Scorpius stopped with her hair. "'Grammie? Which grandmother?_"_

"Grammie Gabi," Phoenix admitted. "I saw a picture of Grammie Gabi and I wanted my hair to look like hers." Scorpius continued to undo the ponytail, untangling the mass of hair that wrapped around the black band.

"Next time, tell me and I'll help you," Scorpius told her, handing back the black band. He was quiet for a second while looking down at his daughter. "Phi…do you want to go somewhere?"

"Somewhere? Where?"

"Just somewhere, on an adventure!"

"Adventure…?"

"_Papa_," came a quiet voice. Scorpius quickly drew himself away from his distant stare and turned around. Phoenix was standing behind Scorpius, rubbing her left eye, holding a stuffed toy.

"What is it, Phi? Did you just wake up?"

"Uh-huh," she answered as she stopped rubbing her eye. "What were you doing, Papa?"

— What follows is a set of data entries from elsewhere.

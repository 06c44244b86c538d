//! List query pipeline: free-text search, field filters, sort, offset paging.
//!
//! # Invariants
//! - Queries run over a snapshot and have no side effects.
//! - Output order is total: ties on the sort field fall back to identity.
//! - Out-of-range pages are empty, never errors.

pub mod listable;
pub mod pipeline;
pub mod sort;

pub use listable::{ItemFilter, Listable, NoFilter};
pub use pipeline::{
    normalize_needle, page_bounds, run_query, total_pages, CategoryListQuery, ItemListQuery,
    ListQuery, Page,
};
pub use sort::{SortDirection, SortSpec};
//! Lock-guarded in-memory record collection.
//!
//! # Responsibility
//! - Own every record of one resource kind.
//! - Run check-then-write sequences (uniqueness, version gate) atomically.
//!
//! # Invariants
//! - At most one record per identity and per case-insensitive natural key.
//! - Readers clone records out under the read lock and never observe a
//!   half-applied mutation.
//! - Every accepted replacement carries exactly the next version.

use crate::model::record::Record;
use crate::repo::concurrency::Precondition;
use crate::repo::error::{StoreError, StoreResult};
use crate::repo::uniqueness::{check_available, keys_equal};
use parking_lot::RwLock;
use std::borrow::Borrow;
use std::collections::HashMap;
use std::fmt::Display;
use std::hash::Hash;

/// Identity-keyed record map guarded by a collection.
pub type Records<R> = HashMap<<R as Record>::Id, R>;

/// Result of an insert-or-replace keyed by natural key.
#[derive(Debug, Clone, PartialEq)]
pub enum Upserted<R> {
    Created(R),
    Updated(R),
}

impl<R> Upserted<R> {
    pub fn record(&self) -> &R {
        match self {
            Self::Created(record) | Self::Updated(record) => record,
        }
    }

    pub fn into_record(self) -> R {
        match self {
            Self::Created(record) | Self::Updated(record) => record,
        }
    }

    pub fn is_created(&self) -> bool {
        matches!(self, Self::Created(_))
    }
}

/// In-memory collection of versioned records.
pub struct Collection<R: Record> {
    records: RwLock<Records<R>>,
}

impl<R: Record> Default for Collection<R> {
    fn default() -> Self {
        Self {
            records: RwLock::new(HashMap::new()),
        }
    }
}

impl<R: Record> Collection<R> {
    pub fn new() -> Self {
        Self::default()
    }

    /// Point-in-time copy of every record, in unspecified order.
    pub fn snapshot(&self) -> Vec<R> {
        self.records.read().values().cloned().collect()
    }

    pub fn get<Q>(&self, id: &Q) -> Option<R>
    where
        R::Id: Borrow<Q>,
        Q: Hash + Eq + ?Sized,
    {
        self.records.read().get(id).cloned()
    }

    pub fn len(&self) -> usize {
        self.records.read().len()
    }

    pub fn is_empty(&self) -> bool {
        self.records.read().is_empty()
    }

    /// Inserts the record produced by `build`, which runs under the write lock
    /// and may inspect current records (e.g. to derive a free identity).
    ///
    /// # Errors
    /// - Whatever `build` returns.
    /// - `Conflict` when the identity or natural key is already taken.
    pub fn insert_with<F>(&self, build: F) -> StoreResult<R>
    where
        F: FnOnce(&Records<R>) -> StoreResult<R>,
    {
        let mut records = self.records.write();
        insert_locked(&mut records, build)
    }

    /// Replaces one record with the successor produced by `apply`.
    ///
    /// Order of checks: existence, precondition, `apply`, natural-key
    /// uniqueness (only when the key changed).
    pub fn replace_with<Q, F>(
        &self,
        id: &Q,
        precondition: Precondition<'_>,
        apply: F,
    ) -> StoreResult<R>
    where
        R::Id: Borrow<Q>,
        Q: Hash + Eq + Display + ?Sized,
        F: FnOnce(&R, &Records<R>) -> StoreResult<R>,
    {
        let mut records = self.records.write();
        replace_locked(&mut records, id, precondition, apply)
    }

    /// Removes one record once `precondition` and `guard` accept it.
    pub fn remove_with<Q, F>(
        &self,
        id: &Q,
        precondition: Precondition<'_>,
        guard: F,
    ) -> StoreResult<R>
    where
        R::Id: Borrow<Q>,
        Q: Hash + Eq + Display + ?Sized,
        F: FnOnce(&R) -> StoreResult<()>,
    {
        let mut records = self.records.write();
        let current = records
            .get(id)
            .ok_or_else(|| StoreError::NotFound(id.to_string()))?;
        precondition.check(current.version())?;
        guard(current)?;
        records
            .remove(id)
            .ok_or_else(|| StoreError::NotFound(id.to_string()))
    }

    /// Removes every listed identity that exists; returns how many were removed.
    pub fn remove_many<'q, Q, I>(&self, ids: I) -> usize
    where
        R::Id: Borrow<Q>,
        Q: Hash + Eq + ?Sized + 'q,
        I: IntoIterator<Item = &'q Q>,
    {
        let mut records = self.records.write();
        ids.into_iter()
            .filter(|id| records.remove(*id).is_some())
            .count()
    }

    /// Replaces the record owning natural key `key` (without version check) or
    /// inserts a new one when no record owns it.
    pub fn upsert_by_key<C, U>(
        &self,
        key: Option<&str>,
        create: C,
        update: U,
    ) -> StoreResult<Upserted<R>>
    where
        C: FnOnce(&Records<R>) -> StoreResult<R>,
        U: FnOnce(&R, &Records<R>) -> StoreResult<R>,
    {
        let mut records = self.records.write();
        let existing = key.and_then(|key| {
            records
                .values()
                .find(|record| keys_equal(record.natural_key(), key))
                .map(|record| record.id().clone())
        });

        match existing {
            Some(id) => replace_locked(&mut records, &id, Precondition::Unconditional, update)
                .map(Upserted::Updated),
            None => insert_locked(&mut records, create).map(Upserted::Created),
        }
    }
}

fn insert_locked<R, F>(records: &mut Records<R>, build: F) -> StoreResult<R>
where
    R: Record,
    F: FnOnce(&Records<R>) -> StoreResult<R>,
{
    let record = build(records)?;
    if records.contains_key(record.id())
        || !check_available(records.values(), record.natural_key(), None)
    {
        return Err(StoreError::Conflict(record.natural_key().to_string()));
    }

    records.insert(record.id().clone(), record.clone());
    Ok(record)
}

fn replace_locked<R, Q, F>(
    records: &mut Records<R>,
    id: &Q,
    precondition: Precondition<'_>,
    apply: F,
) -> StoreResult<R>
where
    R: Record,
    R::Id: Borrow<Q>,
    Q: Hash + Eq + Display + ?Sized,
    F: FnOnce(&R, &Records<R>) -> StoreResult<R>,
{
    let current = records
        .get(id)
        .ok_or_else(|| StoreError::NotFound(id.to_string()))?;
    precondition.check(current.version())?;

    let next = apply(current, records)?;
    debug_assert!(
        <R::Id as Borrow<Q>>::borrow(next.id()) == id,
        "replacement must keep its identity"
    );
    debug_assert_eq!(next.version(), current.version().next());

    if !keys_equal(current.natural_key(), next.natural_key())
        && !check_available(records.values(), next.natural_key(), Some(next.id()))
    {
        return Err(StoreError::Conflict(next.natural_key().to_string()));
    }

    records.insert(next.id().clone(), next.clone());
    Ok(next)
}

#[cfg(test)]
mod tests {
    use super::{Collection, Upserted};
    use crate::model::category::Category;
    use crate::model::record::Version;
    use crate::repo::concurrency::Precondition;
    use crate::repo::error::StoreError;

    #[test]
    fn insert_rejects_case_variant_of_existing_key() {
        let collection = Collection::new();
        collection
            .insert_with(|_| Ok(Category::new("Widgets", 0)))
            .unwrap();
        let err = collection
            .insert_with(|_| Ok(Category::new("WIDGETS", 0)))
            .unwrap_err();
        assert_eq!(err, StoreError::Conflict("WIDGETS".to_string()));
        assert_eq!(collection.len(), 1);
    }

    #[test]
    fn failed_replace_leaves_record_untouched() {
        let collection = Collection::new();
        let created = collection
            .insert_with(|_| Ok(Category::new("Kit", 0)))
            .unwrap();

        let err = collection
            .replace_with(&created.id, Precondition::IfMatch(Some("W/\"5\"")), |c, _| {
                Ok(c.renamed("Kits", 1))
            })
            .unwrap_err();
        assert!(matches!(err, StoreError::PreconditionFailed(_)));
        assert_eq!(collection.get(&created.id), Some(created.clone()));

        let renamed = collection
            .replace_with(&created.id, Precondition::IfMatch(Some("W/\"0\"")), |c, _| {
                Ok(c.renamed("Kits", 1))
            })
            .unwrap();
        assert_eq!(renamed.version, Version::new(1));
    }

    #[test]
    fn upsert_matches_existing_key_case_insensitively() {
        let collection = Collection::new();
        collection
            .insert_with(|_| Ok(Category::new("Hardware", 0)))
            .unwrap();

        let outcome = collection
            .upsert_by_key(
                Some("HARDWARE"),
                |_| Ok(Category::new("HARDWARE", 0)),
                |current, _| Ok(current.renamed("Hardware", 1)),
            )
            .unwrap();
        assert!(matches!(outcome, Upserted::Updated(ref c) if c.version == Version::new(1)));
        assert_eq!(collection.len(), 1);
    }

    #[test]
    fn remove_many_counts_only_existing_records() {
        let collection = Collection::new();
        let a = collection
            .insert_with(|_| Ok(Category::new("A", 0)))
            .unwrap();
        let missing = uuid::Uuid::new_v4();
        assert_eq!(collection.remove_many([&a.id, &missing]), 1);
        assert!(collection.is_empty());
    }
}
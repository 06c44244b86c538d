//! Demo data initialization.
//!
//! # Responsibility
//! - Populate empty stores with a small catalog for local runs.
//!
//! # Invariants
//! - Seeding is explicit; nothing is created at store construction.
//! - Seeding goes through the public services, so every record is validated.

use crate::model::category::CategoryPayload;
use crate::model::item::{ItemPayload, ItemStatus};
use crate::repo::category_repo::CategoryRepository;
use crate::repo::error::StoreResult;
use crate::repo::item_repo::ItemRepository;
use crate::service::category_service::CategoryService;
use crate::service::item_service::ItemService;
use log::info;

const DEMO_CATEGORIES: &[&str] = &[
    "Component",
    "Fabrication",
    "Hardware",
    "Assembly",
    "Finished Good",
    "Consumable",
    "Kit",
];

/// `(code, name, status, category, base unit)`.
const DEMO_ITEMS: &[(&str, &str, ItemStatus, &str, &str)] = &[
    ("ITM-001", "Widget A", ItemStatus::Draft, "Component", "pcs"),
    ("ITM-002", "Gadget B", ItemStatus::Active, "Hardware", "pcs"),
    ("ITM-003", "Assembly C", ItemStatus::Hold, "Assembly", "set"),
];

/// Records created by `seed_demo_data`.
#[derive(Debug, Clone, Copy, Default, PartialEq, Eq)]
pub struct SeedSummary {
    pub categories: usize,
    pub items: usize,
}

/// Creates the demo categories and items.
///
/// # Errors
/// - `Conflict` when the stores already hold a demo record.
pub fn seed_demo_data<C, I>(
    categories: &CategoryService<C>,
    items: &ItemService<I>,
) -> StoreResult<SeedSummary>
where
    C: CategoryRepository,
    I: ItemRepository,
{
    let mut summary = SeedSummary::default();
    for name in DEMO_CATEGORIES {
        categories.create_category(&CategoryPayload::named(*name))?;
        summary.categories += 1;
    }
    for (code, name, status, category, uom) in DEMO_ITEMS {
        items.create_item(&ItemPayload {
            code: Some(code.to_string()),
            name: Some(name.to_string()),
            status: Some(*status),
            category_name: Some(category.to_string()),
            uom_base: Some(uom.to_string()),
            description: None,
            uoms: Vec::new(),
        })?;
        summary.items += 1;
    }
    info!(
        "event=seed_demo module=seed status=ok categories={} items={}",
        summary.categories, summary.items
    );
    Ok(summary)
}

"…Nothing," Scorpius answered as he threw his cigarette down, stomping it out. "What are you doing awake? You need to go back to sleep, so you'll be ready in the morning."

"Where are we going, Papa?"

Scorpius scratched his neck uncomfortably. "You're going to meet your Grammie Tori, Phi."

"_Really?_" Phoenix started to jump up and down, smiling. "I can meet Grammie Tori?"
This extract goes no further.